◆ INSTRUCTIONS FOR THE TASK: Starting from the line with "session.set_projects(vec![project]);", transcribe each line to the end of the records below. Copy them exactly and write nothing else.

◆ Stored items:
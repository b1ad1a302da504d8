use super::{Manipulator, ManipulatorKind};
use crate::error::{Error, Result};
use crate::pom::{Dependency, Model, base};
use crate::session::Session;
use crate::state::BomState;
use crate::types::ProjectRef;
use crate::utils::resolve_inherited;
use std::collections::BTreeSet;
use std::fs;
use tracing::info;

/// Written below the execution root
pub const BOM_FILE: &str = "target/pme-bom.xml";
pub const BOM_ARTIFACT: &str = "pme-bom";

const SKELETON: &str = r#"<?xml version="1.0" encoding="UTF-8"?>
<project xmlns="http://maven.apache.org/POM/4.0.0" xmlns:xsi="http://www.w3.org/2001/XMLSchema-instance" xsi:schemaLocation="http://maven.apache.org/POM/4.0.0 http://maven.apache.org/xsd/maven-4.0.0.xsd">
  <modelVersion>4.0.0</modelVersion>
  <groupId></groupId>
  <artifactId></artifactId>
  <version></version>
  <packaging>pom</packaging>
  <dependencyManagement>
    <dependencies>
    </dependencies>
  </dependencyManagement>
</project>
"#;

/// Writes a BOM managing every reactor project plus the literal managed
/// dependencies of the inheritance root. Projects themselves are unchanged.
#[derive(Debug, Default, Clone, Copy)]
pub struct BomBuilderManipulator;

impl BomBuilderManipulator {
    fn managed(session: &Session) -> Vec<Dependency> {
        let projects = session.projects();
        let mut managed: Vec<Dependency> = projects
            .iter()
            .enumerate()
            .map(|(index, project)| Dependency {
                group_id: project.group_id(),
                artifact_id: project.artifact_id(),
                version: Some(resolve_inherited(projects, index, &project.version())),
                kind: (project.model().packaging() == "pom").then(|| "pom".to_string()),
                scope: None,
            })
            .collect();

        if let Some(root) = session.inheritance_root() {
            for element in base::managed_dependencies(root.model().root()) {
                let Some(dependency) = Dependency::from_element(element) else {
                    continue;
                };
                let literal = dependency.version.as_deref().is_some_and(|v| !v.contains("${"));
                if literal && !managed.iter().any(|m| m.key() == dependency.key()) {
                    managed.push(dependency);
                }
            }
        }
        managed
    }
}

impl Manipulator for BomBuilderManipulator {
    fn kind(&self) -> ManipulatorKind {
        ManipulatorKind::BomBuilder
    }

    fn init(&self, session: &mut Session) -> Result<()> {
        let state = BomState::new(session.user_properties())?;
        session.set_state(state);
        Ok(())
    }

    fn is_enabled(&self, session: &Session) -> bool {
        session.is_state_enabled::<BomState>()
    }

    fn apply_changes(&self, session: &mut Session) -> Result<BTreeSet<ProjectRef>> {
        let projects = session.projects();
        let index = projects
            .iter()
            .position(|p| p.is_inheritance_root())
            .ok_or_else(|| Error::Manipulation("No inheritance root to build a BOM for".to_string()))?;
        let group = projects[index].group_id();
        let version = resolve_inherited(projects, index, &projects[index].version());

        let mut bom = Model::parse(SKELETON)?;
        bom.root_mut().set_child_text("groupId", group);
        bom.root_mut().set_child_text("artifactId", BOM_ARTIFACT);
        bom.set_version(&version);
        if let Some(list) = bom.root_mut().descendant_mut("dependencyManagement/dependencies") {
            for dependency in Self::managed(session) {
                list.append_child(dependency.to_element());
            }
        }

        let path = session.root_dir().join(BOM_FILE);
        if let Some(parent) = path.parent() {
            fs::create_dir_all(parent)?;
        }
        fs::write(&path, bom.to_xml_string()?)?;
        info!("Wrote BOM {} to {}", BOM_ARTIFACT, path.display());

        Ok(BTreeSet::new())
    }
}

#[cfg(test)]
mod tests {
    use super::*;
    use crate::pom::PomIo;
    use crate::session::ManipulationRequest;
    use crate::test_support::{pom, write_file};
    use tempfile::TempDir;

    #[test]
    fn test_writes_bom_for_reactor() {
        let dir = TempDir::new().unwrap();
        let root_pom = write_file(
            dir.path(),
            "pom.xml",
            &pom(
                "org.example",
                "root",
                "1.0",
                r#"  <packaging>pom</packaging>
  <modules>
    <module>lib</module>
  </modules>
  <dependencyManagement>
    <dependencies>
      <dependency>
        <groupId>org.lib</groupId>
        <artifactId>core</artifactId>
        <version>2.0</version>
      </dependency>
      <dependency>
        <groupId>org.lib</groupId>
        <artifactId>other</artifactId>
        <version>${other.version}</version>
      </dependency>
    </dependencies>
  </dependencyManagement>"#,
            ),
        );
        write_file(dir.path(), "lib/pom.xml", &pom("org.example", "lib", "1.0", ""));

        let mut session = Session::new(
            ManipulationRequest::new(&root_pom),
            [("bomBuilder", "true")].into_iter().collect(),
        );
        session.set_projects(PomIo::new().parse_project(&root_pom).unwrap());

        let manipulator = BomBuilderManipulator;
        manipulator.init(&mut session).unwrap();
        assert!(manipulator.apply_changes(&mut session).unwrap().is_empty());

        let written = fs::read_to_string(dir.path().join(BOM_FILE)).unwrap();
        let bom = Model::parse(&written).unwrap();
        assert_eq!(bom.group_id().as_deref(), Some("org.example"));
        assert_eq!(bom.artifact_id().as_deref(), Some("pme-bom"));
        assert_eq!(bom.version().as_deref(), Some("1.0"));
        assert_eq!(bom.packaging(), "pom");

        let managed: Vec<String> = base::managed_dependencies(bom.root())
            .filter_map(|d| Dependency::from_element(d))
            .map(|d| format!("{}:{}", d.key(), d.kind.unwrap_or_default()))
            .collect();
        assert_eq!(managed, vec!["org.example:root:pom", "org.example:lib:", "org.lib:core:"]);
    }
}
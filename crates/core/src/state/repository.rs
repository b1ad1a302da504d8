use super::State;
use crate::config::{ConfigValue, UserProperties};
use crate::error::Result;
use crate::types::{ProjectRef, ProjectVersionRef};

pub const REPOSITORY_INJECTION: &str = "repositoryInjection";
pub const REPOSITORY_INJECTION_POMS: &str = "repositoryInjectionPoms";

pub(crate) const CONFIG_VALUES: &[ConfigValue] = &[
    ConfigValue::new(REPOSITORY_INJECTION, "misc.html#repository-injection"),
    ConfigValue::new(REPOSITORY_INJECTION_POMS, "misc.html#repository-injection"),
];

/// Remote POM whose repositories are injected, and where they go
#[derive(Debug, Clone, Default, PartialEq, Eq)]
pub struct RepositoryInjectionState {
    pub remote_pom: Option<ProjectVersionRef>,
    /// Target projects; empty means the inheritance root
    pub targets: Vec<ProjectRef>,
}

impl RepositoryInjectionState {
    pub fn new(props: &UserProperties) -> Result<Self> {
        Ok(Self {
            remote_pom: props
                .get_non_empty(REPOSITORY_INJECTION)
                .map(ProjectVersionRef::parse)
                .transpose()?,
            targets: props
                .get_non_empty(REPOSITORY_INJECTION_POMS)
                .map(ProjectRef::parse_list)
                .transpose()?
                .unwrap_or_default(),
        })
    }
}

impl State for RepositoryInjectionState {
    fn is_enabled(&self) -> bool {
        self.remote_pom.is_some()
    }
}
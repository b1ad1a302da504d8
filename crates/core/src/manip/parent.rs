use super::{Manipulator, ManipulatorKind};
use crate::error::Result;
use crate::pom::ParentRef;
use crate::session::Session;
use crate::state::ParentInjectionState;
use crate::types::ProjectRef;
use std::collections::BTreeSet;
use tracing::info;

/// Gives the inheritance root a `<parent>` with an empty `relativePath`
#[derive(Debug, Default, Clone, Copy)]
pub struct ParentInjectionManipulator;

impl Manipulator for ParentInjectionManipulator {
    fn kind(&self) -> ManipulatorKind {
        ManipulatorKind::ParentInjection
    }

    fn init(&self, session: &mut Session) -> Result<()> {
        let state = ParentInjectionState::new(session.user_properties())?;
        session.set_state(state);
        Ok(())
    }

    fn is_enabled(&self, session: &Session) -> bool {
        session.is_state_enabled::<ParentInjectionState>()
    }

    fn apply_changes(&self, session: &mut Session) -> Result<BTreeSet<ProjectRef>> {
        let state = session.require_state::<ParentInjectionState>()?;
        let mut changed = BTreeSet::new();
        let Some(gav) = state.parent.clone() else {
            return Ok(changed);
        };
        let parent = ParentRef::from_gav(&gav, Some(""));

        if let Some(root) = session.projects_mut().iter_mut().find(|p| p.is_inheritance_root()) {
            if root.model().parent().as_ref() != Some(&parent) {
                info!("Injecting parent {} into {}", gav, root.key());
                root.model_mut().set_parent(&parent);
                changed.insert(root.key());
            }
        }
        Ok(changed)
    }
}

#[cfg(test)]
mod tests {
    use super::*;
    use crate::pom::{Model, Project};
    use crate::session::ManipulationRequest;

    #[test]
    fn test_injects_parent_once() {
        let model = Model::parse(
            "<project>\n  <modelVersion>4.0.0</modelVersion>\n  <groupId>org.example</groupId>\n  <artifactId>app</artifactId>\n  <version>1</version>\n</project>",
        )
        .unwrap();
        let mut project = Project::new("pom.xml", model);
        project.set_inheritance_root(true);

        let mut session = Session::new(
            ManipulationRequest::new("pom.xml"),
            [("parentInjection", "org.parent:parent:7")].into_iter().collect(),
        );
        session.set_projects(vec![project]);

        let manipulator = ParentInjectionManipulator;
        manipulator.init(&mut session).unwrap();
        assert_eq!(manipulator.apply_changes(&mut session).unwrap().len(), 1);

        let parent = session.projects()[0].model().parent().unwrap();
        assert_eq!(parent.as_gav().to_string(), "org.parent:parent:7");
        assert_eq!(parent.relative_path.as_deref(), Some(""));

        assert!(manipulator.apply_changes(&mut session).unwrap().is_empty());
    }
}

◆ SOLUTION TO THE EXERCISE:
        session.set_projects(vec![project]);

        let manipulator = ParentInjectionManipulator;
        manipulator.init(&mut session).unwrap();
        assert_eq!(manipulator.apply_changes(&mut session).unwrap().len(), 1);

        let parent = session.projects()[0].model().parent().unwrap();
        assert_eq!(parent.as_gav().to_string(), "org.parent:parent:7");
        assert_eq!(parent.relative_path.as_deref(), Some(""));

        assert!(manipulator.apply_changes(&mut session).unwrap().is_empty());
    }
}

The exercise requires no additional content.